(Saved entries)
========================================================================
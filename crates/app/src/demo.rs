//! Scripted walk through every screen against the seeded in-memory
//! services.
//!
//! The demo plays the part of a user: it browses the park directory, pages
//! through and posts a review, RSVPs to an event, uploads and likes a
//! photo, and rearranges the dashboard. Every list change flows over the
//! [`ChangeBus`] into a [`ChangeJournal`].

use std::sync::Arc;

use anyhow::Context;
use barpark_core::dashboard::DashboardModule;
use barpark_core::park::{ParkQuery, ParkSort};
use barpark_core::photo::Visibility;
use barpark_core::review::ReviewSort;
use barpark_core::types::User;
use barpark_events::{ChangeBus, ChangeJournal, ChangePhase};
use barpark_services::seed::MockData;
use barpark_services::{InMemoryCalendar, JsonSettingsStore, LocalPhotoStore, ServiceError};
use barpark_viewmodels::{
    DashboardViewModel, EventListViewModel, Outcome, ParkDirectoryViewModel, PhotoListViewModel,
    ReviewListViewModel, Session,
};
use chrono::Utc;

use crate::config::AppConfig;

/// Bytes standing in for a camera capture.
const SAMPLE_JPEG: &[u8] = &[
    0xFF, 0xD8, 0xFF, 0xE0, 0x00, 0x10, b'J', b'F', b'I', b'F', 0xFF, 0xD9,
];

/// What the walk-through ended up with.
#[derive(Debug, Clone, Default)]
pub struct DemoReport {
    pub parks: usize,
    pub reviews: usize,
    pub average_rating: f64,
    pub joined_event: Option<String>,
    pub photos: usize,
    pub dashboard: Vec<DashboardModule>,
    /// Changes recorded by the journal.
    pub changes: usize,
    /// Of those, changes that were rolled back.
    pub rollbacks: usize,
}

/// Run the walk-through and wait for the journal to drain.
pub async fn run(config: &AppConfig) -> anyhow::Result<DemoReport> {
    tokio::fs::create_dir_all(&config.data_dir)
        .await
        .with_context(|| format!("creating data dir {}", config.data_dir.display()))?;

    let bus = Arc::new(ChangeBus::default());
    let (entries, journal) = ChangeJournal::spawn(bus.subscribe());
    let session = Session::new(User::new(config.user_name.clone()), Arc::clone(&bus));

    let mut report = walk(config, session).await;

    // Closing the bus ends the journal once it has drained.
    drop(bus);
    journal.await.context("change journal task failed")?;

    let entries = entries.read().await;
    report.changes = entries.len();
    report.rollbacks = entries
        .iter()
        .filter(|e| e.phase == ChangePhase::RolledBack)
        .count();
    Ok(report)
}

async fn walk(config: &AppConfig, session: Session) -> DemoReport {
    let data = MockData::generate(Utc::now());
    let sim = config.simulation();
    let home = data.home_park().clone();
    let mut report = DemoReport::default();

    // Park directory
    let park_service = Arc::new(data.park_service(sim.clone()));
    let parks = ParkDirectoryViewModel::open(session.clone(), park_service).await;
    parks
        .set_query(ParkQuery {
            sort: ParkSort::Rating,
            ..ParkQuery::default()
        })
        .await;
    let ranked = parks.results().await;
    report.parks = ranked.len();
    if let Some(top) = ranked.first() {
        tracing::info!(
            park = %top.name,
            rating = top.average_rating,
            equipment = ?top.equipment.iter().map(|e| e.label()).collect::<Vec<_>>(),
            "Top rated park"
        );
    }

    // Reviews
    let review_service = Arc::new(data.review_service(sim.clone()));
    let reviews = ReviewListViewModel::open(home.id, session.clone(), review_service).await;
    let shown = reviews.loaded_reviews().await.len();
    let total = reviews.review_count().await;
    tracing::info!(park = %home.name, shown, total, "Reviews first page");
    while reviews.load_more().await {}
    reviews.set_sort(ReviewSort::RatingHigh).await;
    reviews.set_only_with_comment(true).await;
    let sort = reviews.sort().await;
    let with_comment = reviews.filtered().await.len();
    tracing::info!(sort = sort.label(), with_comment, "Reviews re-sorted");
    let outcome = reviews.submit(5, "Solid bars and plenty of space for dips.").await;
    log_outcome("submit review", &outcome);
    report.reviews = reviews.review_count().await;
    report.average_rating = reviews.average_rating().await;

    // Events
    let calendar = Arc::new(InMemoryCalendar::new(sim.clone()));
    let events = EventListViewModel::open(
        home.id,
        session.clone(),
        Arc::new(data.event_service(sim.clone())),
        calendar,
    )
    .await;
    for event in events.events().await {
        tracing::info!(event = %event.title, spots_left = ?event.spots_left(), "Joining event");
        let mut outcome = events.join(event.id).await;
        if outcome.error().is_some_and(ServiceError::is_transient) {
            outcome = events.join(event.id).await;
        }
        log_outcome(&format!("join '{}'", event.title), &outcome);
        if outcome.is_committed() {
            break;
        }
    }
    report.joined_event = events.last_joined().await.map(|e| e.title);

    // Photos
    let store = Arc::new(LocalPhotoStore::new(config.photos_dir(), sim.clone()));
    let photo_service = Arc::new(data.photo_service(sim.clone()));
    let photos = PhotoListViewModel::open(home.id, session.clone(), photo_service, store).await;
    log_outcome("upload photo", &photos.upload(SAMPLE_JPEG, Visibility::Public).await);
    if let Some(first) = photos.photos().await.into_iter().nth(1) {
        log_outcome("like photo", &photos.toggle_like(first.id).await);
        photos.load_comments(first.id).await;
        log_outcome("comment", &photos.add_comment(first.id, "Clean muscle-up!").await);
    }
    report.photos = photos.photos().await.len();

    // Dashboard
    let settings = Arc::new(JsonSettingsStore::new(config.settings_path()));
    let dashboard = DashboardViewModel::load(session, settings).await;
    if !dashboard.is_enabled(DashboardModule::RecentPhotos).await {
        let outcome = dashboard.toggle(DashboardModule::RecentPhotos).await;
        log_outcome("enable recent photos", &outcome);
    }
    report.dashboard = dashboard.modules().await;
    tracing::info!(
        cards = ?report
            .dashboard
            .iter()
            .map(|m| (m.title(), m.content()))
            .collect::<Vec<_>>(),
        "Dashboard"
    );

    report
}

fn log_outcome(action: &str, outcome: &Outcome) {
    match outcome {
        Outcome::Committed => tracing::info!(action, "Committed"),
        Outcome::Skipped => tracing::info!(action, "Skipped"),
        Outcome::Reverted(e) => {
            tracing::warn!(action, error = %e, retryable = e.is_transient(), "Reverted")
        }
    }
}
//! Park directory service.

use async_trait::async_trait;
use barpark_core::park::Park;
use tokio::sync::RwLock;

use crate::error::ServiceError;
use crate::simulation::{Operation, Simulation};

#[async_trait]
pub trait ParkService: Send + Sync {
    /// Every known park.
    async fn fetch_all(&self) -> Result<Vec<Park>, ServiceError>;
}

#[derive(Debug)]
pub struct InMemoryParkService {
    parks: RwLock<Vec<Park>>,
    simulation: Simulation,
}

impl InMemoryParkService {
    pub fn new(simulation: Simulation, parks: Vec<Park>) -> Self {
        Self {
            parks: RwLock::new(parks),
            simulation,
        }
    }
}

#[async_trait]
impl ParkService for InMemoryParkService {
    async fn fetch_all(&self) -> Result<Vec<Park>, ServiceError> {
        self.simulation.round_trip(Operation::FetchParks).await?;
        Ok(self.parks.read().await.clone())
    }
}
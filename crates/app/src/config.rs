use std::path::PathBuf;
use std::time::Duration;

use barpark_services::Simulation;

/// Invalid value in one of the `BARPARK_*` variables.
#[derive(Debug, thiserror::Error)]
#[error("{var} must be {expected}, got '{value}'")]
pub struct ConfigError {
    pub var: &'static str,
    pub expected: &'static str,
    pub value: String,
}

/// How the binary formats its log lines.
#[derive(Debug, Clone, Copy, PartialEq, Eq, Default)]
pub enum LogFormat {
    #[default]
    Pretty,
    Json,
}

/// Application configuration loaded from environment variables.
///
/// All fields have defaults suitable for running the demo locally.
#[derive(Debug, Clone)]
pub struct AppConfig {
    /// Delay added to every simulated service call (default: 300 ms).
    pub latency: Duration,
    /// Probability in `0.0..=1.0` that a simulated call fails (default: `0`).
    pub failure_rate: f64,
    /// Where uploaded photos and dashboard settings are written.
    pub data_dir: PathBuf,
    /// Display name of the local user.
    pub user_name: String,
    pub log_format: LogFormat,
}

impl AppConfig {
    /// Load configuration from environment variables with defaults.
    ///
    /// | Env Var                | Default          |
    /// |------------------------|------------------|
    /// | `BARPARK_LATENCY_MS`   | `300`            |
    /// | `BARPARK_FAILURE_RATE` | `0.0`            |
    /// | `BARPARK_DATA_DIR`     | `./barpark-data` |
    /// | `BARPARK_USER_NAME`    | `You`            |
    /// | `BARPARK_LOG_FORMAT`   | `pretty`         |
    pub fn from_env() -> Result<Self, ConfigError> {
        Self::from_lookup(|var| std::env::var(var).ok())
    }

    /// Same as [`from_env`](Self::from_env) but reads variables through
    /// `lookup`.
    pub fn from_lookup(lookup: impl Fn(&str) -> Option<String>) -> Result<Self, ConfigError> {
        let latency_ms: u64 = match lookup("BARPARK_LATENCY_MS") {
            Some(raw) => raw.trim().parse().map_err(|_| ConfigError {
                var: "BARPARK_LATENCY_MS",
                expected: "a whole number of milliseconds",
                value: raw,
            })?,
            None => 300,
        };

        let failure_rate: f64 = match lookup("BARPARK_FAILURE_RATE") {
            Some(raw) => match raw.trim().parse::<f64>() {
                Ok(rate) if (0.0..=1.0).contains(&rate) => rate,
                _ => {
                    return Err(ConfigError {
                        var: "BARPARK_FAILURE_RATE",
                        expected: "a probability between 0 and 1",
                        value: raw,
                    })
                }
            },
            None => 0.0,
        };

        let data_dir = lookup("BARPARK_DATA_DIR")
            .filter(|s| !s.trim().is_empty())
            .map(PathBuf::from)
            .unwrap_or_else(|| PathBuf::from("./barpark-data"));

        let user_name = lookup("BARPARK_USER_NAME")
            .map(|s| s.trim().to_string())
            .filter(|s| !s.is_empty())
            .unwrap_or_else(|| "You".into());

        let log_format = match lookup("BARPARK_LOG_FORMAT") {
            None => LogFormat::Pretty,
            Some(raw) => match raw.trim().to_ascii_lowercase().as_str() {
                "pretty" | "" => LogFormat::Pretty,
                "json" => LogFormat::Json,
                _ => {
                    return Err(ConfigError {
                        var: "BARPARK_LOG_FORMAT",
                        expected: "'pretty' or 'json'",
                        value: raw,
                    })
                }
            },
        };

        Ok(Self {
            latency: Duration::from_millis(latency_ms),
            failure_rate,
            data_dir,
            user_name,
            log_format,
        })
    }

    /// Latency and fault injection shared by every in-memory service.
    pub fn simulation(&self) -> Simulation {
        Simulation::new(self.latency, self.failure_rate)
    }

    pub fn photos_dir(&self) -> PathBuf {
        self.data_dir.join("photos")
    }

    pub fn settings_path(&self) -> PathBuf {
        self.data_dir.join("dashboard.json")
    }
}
========================================================================
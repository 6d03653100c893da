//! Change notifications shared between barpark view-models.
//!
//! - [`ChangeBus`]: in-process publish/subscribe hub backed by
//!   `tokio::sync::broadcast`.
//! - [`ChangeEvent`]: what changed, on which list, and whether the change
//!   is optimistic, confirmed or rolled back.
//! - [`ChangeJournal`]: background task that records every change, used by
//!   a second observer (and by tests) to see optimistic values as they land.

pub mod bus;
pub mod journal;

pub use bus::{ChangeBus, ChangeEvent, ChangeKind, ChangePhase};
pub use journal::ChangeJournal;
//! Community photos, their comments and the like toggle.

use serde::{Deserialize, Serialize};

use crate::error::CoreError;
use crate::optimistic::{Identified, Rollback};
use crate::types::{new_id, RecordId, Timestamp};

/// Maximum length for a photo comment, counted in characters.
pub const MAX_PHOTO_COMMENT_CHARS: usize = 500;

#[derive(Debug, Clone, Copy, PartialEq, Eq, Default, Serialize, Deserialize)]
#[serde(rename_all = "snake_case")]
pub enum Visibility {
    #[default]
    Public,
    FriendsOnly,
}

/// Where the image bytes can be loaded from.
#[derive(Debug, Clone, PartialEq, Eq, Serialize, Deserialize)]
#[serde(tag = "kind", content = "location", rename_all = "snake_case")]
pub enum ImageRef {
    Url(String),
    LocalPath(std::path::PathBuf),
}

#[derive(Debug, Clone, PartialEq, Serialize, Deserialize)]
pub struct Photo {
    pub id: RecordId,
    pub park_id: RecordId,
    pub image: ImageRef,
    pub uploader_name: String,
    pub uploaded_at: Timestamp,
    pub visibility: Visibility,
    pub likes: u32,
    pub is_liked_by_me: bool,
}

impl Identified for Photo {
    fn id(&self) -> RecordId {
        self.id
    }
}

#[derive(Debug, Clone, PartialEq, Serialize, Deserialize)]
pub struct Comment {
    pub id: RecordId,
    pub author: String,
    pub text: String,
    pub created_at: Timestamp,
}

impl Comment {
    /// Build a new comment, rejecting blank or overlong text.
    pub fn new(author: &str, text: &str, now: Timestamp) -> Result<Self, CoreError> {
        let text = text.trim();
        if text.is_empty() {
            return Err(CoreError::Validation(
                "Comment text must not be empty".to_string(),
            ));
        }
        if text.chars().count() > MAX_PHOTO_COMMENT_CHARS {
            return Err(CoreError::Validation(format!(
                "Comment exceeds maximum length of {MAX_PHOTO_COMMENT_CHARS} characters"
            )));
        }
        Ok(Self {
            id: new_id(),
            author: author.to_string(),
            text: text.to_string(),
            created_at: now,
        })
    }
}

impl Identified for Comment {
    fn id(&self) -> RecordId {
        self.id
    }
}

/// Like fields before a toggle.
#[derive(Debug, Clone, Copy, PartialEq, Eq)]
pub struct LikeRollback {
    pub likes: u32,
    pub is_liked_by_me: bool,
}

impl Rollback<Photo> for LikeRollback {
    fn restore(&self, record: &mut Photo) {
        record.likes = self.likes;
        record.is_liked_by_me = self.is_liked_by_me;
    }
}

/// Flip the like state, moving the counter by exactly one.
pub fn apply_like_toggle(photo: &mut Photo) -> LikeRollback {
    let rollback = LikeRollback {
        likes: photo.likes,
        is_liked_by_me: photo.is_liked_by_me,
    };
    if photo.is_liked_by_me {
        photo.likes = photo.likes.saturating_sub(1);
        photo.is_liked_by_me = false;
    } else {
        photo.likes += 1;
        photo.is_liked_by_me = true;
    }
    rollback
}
========================================================================
■ INSTRUCTIONS TO FOLLOW: The answer is each line from the entries above in which the word "configuration" occurs.

■ ANSWER TO THIS EXERCISE:
/// Application configuration loaded from environment variables.
    /// Load configuration from environment variables with defaults.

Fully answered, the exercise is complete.